Task to complete →
Return the entries below precisely, omitting nothing.

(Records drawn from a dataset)

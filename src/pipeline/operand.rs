//! Operands and the dependency resolver.
//!
//! Every argument slot in a pipeline operation is an [`Operand`]: a
//! constant, a live field reference, a bound expression, a nested pipeline
//! node, or a container of operands. Operands are immutable after
//! construction. The resolver extracts (a) the operand's current value and
//! (b) the observable fields it transitively depends on.

use indexmap::IndexMap;
use std::rc::Rc;

use crate::error::Result;
use crate::observe::observable::{FieldRef, push_unique};
use crate::observe::widget::Widget;
use crate::pipeline::node::Pipe;
use crate::value::Value;

// =============================================================================
// Bound expressions
// =============================================================================

/// A named closure over resolved dependency values.
///
/// The closure is invoked with its dependencies resolved in declaration
/// order; its reference set is the union of the dependencies' own
/// transitively resolved references (a bound expression may depend on
/// other bound expressions).
#[derive(Clone)]
pub struct BoundExpr {
    name: String,
    deps: Vec<Operand>,
    func: Rc<dyn Fn(&[Value]) -> Result<Value>>,
}

impl BoundExpr {
    pub fn new(
        name: impl Into<String>,
        deps: Vec<Operand>,
        func: impl Fn(&[Value]) -> Result<Value> + 'static,
    ) -> Self {
        Self {
            name: name.into(),
            deps,
            func: Rc::new(func),
        }
    }

    pub fn name(&self) -> &str {
        &self.name
    }
}

impl std::fmt::Debug for BoundExpr {
    fn fmt(&self, f: &mut std::fmt::Formatter<'_>) -> std::fmt::Result {
        write!(f, "BoundExpr({}, {} deps)", self.name, self.deps.len())
    }
}

// =============================================================================
// Operand
// =============================================================================

/// One argument/value slot in an operation.
#[derive(Debug, Clone)]
pub enum Operand {
    /// Fixed value.
    Constant(Value),
    /// Live reference to an observable field.
    Field(FieldRef),
    /// Named closure over other operands.
    Bound(BoundExpr),
    /// Nested pipeline node; resolving forces its evaluation.
    Pipe(Pipe),
    /// Sequence of operands, resolved elementwise.
    List(Vec<Operand>),
    /// Mapping of operands, resolved per entry.
    Map(IndexMap<String, Operand>),
    /// Slice whose bounds are themselves operands.
    Span {
        start: Option<Box<Operand>>,
        stop: Option<Box<Operand>>,
        step: Option<Box<Operand>>,
    },
}

impl Operand {
    /// Convenience constructor for bound expressions.
    pub fn bound(
        name: impl Into<String>,
        deps: Vec<Operand>,
        func: impl Fn(&[Value]) -> Result<Value> + 'static,
    ) -> Operand {
        Operand::Bound(BoundExpr::new(name, deps, func))
    }

    /// Slice operand with integer bounds.
    pub fn span(start: Option<i64>, stop: Option<i64>, step: Option<i64>) -> Operand {
        let lift = |v: Option<i64>| v.map(|i| Box::new(Operand::Constant(Value::Int(i))));
        Operand::Span {
            start: lift(start),
            stop: lift(stop),
            step: lift(step),
        }
    }

    /// Current value of this operand (live references are read now, nested
    /// pipelines are forced).
    pub fn resolve(&self) -> Result<Value> {
        match self {
            Operand::Constant(v) => Ok(v.clone()),
            Operand::Field(r) => r.get(),
            Operand::Bound(b) => {
                let args = b
                    .deps
                    .iter()
                    .map(Operand::resolve)
                    .collect::<Result<Vec<_>>>()?;
                (b.func)(&args)
            }
            Operand::Pipe(p) => p.eval(),
            Operand::List(items) => Ok(Value::List(
                items
                    .iter()
                    .map(Operand::resolve)
                    .collect::<Result<Vec<_>>>()?,
            )),
            Operand::Map(entries) => {
                let mut out = IndexMap::new();
                for (k, v) in entries {
                    out.insert(k.clone(), v.resolve()?);
                }
                Ok(Value::Map(out))
            }
            Operand::Span { start, stop, step } => {
                let bound = |operand: &Option<Box<Operand>>| -> Result<Option<i64>> {
                    match operand {
                        None => Ok(None),
                        Some(o) => match o.resolve()? {
                            Value::Int(i) => Ok(Some(i)),
                            Value::None => Ok(None),
                            other => Err(crate::error::Error::InvalidIndex {
                                kind: "slice bound",
                                key: other.kind(),
                            }),
                        },
                    }
                };
                Ok(Value::Slice {
                    start: bound(start)?,
                    stop: bound(stop)?,
                    step: bound(step)?,
                })
            }
        }
    }

    /// Accumulate the observable fields this operand transitively depends
    /// on. Deduplicated by reference identity, first-seen order preserved.
    pub fn refs(&self, out: &mut Vec<FieldRef>) {
        match self {
            Operand::Constant(_) => {}
            Operand::Field(r) => push_unique(out, r),
            Operand::Bound(b) => {
                for dep in &b.deps {
                    dep.refs(out);
                }
            }
            Operand::Pipe(p) => {
                for r in p.dependencies() {
                    push_unique(out, &r);
                }
            }
            Operand::List(items) => {
                for item in items {
                    item.refs(out);
                }
            }
            Operand::Map(entries) => {
                for value in entries.values() {
                    value.refs(out);
                }
            }
            Operand::Span { start, stop, step } => {
                for bound in [start, stop, step].into_iter().flatten() {
                    bound.refs(out);
                }
            }
        }
    }
}

impl From<Value> for Operand {
    fn from(v: Value) -> Self {
        Operand::Constant(v)
    }
}

impl From<bool> for Operand {
    fn from(v: bool) -> Self {
        Operand::Constant(v.into())
    }
}

impl From<i64> for Operand {
    fn from(v: i64) -> Self {
        Operand::Constant(v.into())
    }
}

impl From<i32> for Operand {
    fn from(v: i32) -> Self {
        Operand::Constant(v.into())
    }
}

impl From<f64> for Operand {
    fn from(v: f64) -> Self {
        Operand::Constant(v.into())
    }
}

impl From<&str> for Operand {
    fn from(v: &str) -> Self {
        Operand::Constant(v.into())
    }
}

impl From<String> for Operand {
    fn from(v: String) -> Self {
        Operand::Constant(v.into())
    }
}

impl From<Vec<Value>> for Operand {
    fn from(v: Vec<Value>) -> Self {
        Operand::Constant(Value::List(v))
    }
}

impl From<crate::value::Table> for Operand {
    fn from(v: crate::value::Table) -> Self {
        Operand::Constant(Value::Table(v))
    }
}

impl From<FieldRef> for Operand {
    fn from(r: FieldRef) -> Self {
        Operand::Field(r)
    }
}

// A raw widget operand means "this widget's value field".
impl From<Widget> for Operand {
    fn from(w: Widget) -> Self {
        Operand::Field(w.value_ref())
    }
}

impl From<&Widget> for Operand {
    fn from(w: &Widget) -> Self {
        Operand::Field(w.value_ref())
    }
}

impl From<Pipe> for Operand {
    fn from(p: Pipe) -> Self {
        Operand::Pipe(p)
    }
}

impl From<&Pipe> for Operand {
    fn from(p: &Pipe) -> Self {
        Operand::Pipe(p.clone())
    }
}

// =============================================================================
// Tests
// =============================================================================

Response to the exercise →
filename src/pipeline/operand.rs
//! Operands and the dependency resolver.
//!
//! Every argument slot in a pipeline operation is an [`Operand`]: a
//! constant, a live field reference, a bound expression, a nested pipeline
//! node, or a container of operands. Operands are immutable after
//! construction. The resolver extracts (a) the operand's current value and
//! (b) the observable fields it transitively depends on.

use indexmap::IndexMap;
use std::rc::Rc;

use crate::error::Result;
use crate::observe::observable::{FieldRef, push_unique};
use crate::observe::widget::Widget;
use crate::pipeline::node::Pipe;
use crate::value::Value;

// =============================================================================
// Bound expressions
// =============================================================================

/// A named closure over resolved dependency values.
///
/// The closure is invoked with its dependencies resolved in declaration
/// order; its reference set is the union of the dependencies' own
/// transitively resolved references (a bound expression may depend on
/// other bound expressions).
#[derive(Clone)]
pub struct BoundExpr {
    name: String,
    deps: Vec<Operand>,
    func: Rc<dyn Fn(&[Value]) -> Result<Value>>,
}

impl BoundExpr {
    pub fn new(
        name: impl Into<String>,
        deps: Vec<Operand>,
        func: impl Fn(&[Value]) -> Result<Value> + 'static,
    ) -> Self {
        Self {
            name: name.into(),
            deps,
            func: Rc::new(func),
        }
    }

    pub fn name(&self) -> &str {
        &self.name
    }
}

impl std::fmt::Debug for BoundExpr {
    fn fmt(&self, f: &mut std::fmt::Formatter<'_>) -> std::fmt::Result {
        write!(f, "BoundExpr({}, {} deps)", self.name, self.deps.len())
    }
}

// =============================================================================
// Operand
// =============================================================================

/// One argument/value slot in an operation.
#[derive(Debug, Clone)]
pub enum Operand {
    /// Fixed value.
    Constant(Value),
    /// Live reference to an observable field.
    Field(FieldRef),
    /// Named closure over other operands.
    Bound(BoundExpr),
    /// Nested pipeline node; resolving forces its evaluation.
    Pipe(Pipe),
    /// Sequence of operands, resolved elementwise.
    List(Vec<Operand>),
    /// Mapping of operands, resolved per entry.
    Map(IndexMap<String, Operand>),
    /// Slice whose bounds are themselves operands.
    Span {
        start: Option<Box<Operand>>,
        stop: Option<Box<Operand>>,
        step: Option<Box<Operand>>,
    },
}

impl Operand {
    /// Convenience constructor for bound expressions.
    pub fn bound(
        name: impl Into<String>,
        deps: Vec<Operand>,
        func: impl Fn(&[Value]) -> Result<Value> + 'static,
    ) -> Operand {
        Operand::Bound(BoundExpr::new(name, deps, func))
    }

    /// Slice operand with integer bounds.
    pub fn span(start: Option<i64>, stop: Option<i64>, step: Option<i64>) -> Operand {
        let lift = |v: Option<i64>| v.map(|i| Box::new(Operand::Constant(Value::Int(i))));
        Operand::Span {
            start: lift(start),
            stop: lift(stop),
            step: lift(step),
        }
    }

    /// Current value of this operand (live references are read now, nested
    /// pipelines are forced).
    pub fn resolve(&self) -> Result<Value> {
        match self {
            Operand::Constant(v) => Ok(v.clone()),
            Operand::Field(r) => r.get(),
            Operand::Bound(b) => {
                let args = b
                    .deps
                    .iter()
                    .map(Operand::resolve)
                    .collect::<Result<Vec<_>>>()?;
                (b.func)(&args)
            }
            Operand::Pipe(p) => p.eval(),
            Operand::List(items) => Ok(Value::List(
                items
                    .iter()
                    .map(Operand::resolve)
                    .collect::<Result<Vec<_>>>()?,
            )),
            Operand::Map(entries) => {
                let mut out = IndexMap::new();
                for (k, v) in entries {
                    out.insert(k.clone(), v.resolve()?);
                }
                Ok(Value::Map(out))
            }
            Operand::Span { start, stop, step } => {
                let bound = |operand: &Option<Box<Operand>>| -> Result<Option<i64>> {
                    match operand {
                        None => Ok(None),
                        Some(o) => match o.resolve()? {
                            Value::Int(i) => Ok(Some(i)),
                            Value::None => Ok(None),
                            other => Err(crate::error::Error::InvalidIndex {
                                kind: "slice bound",
                                key: other.kind(),
                            }),
                        },
                    }
                };
                Ok(Value::Slice {
                    start: bound(start)?,
                    stop: bound(stop)?,
                    step: bound(step)?,
                })
            }
        }
    }

    /// Accumulate the observable fields this operand transitively depends
    /// on. Deduplicated by reference identity, first-seen order preserved.
    pub fn refs(&self, out: &mut Vec<FieldRef>) {
        match self {
            Operand::Constant(_) => {}
            Operand::Field(r) => push_unique(out, r),
            Operand::Bound(b) => {
                for dep in &b.deps {
                    dep.refs(out);
                }
            }
            Operand::Pipe(p) => {
                for r in p.dependencies() {
                    push_unique(out, &r);
                }
            }
            Operand::List(items) => {
                for item in items {
                    item.refs(out);
                }
            }
            Operand::Map(entries) => {
                for value in entries.values() {
                    value.refs(out);
                }
            }
            Operand::Span { start, stop, step } => {
                for bound in [start, stop, step].into_iter().flatten() {
                    bound.refs(out);
                }
            }
        }
    }
}

impl From<Value> for Operand {
    fn from(v: Value) -> Self {
        Operand::Constant(v)
    }
}

impl From<bool> for Operand {
    fn from(v: bool) -> Self {
        Operand::Constant(v.into())
    }
}

impl From<i64> for Operand {
    fn from(v: i64) -> Self {
        Operand::Constant(v.into())
    }
}

impl From<i32> for Operand {
    fn from(v: i32) -> Self {
        Operand::Constant(v.into())
    }
}

impl From<f64> for Operand {
    fn from(v: f64) -> Self {
        Operand::Constant(v.into())
    }
}

impl From<&str> for Operand {
    fn from(v: &str) -> Self {
        Operand::Constant(v.into())
    }
}

impl From<String> for Operand {
    fn from(v: String) -> Self {
        Operand::Constant(v.into())
    }
}

impl From<Vec<Value>> for Operand {
    fn from(v: Vec<Value>) -> Self {
        Operand::Constant(Value::List(v))
    }
}

impl From<crate::value::Table> for Operand {
    fn from(v: crate::value::Table) -> Self {
        Operand::Constant(Value::Table(v))
    }
}

impl From<FieldRef> for Operand {
    fn from(r: FieldRef) -> Self {
        Operand::Field(r)
    }
}

// A raw widget operand means "this widget's value field".
impl From<Widget> for Operand {
    fn from(w: Widget) -> Self {
        Operand::Field(w.value_ref())
    }
}

impl From<&Widget> for Operand {
    fn from(w: &Widget) -> Self {
        Operand::Field(w.value_ref())
    }
}

impl From<Pipe> for Operand {
    fn from(p: Pipe) -> Self {
        Operand::Pipe(p)
    }
}

impl From<&Pipe> for Operand {
    fn from(p: &Pipe) -> Self {
        Operand::Pipe(p.clone())
    }
}

// =============================================================================
// Tests
// =============================================================================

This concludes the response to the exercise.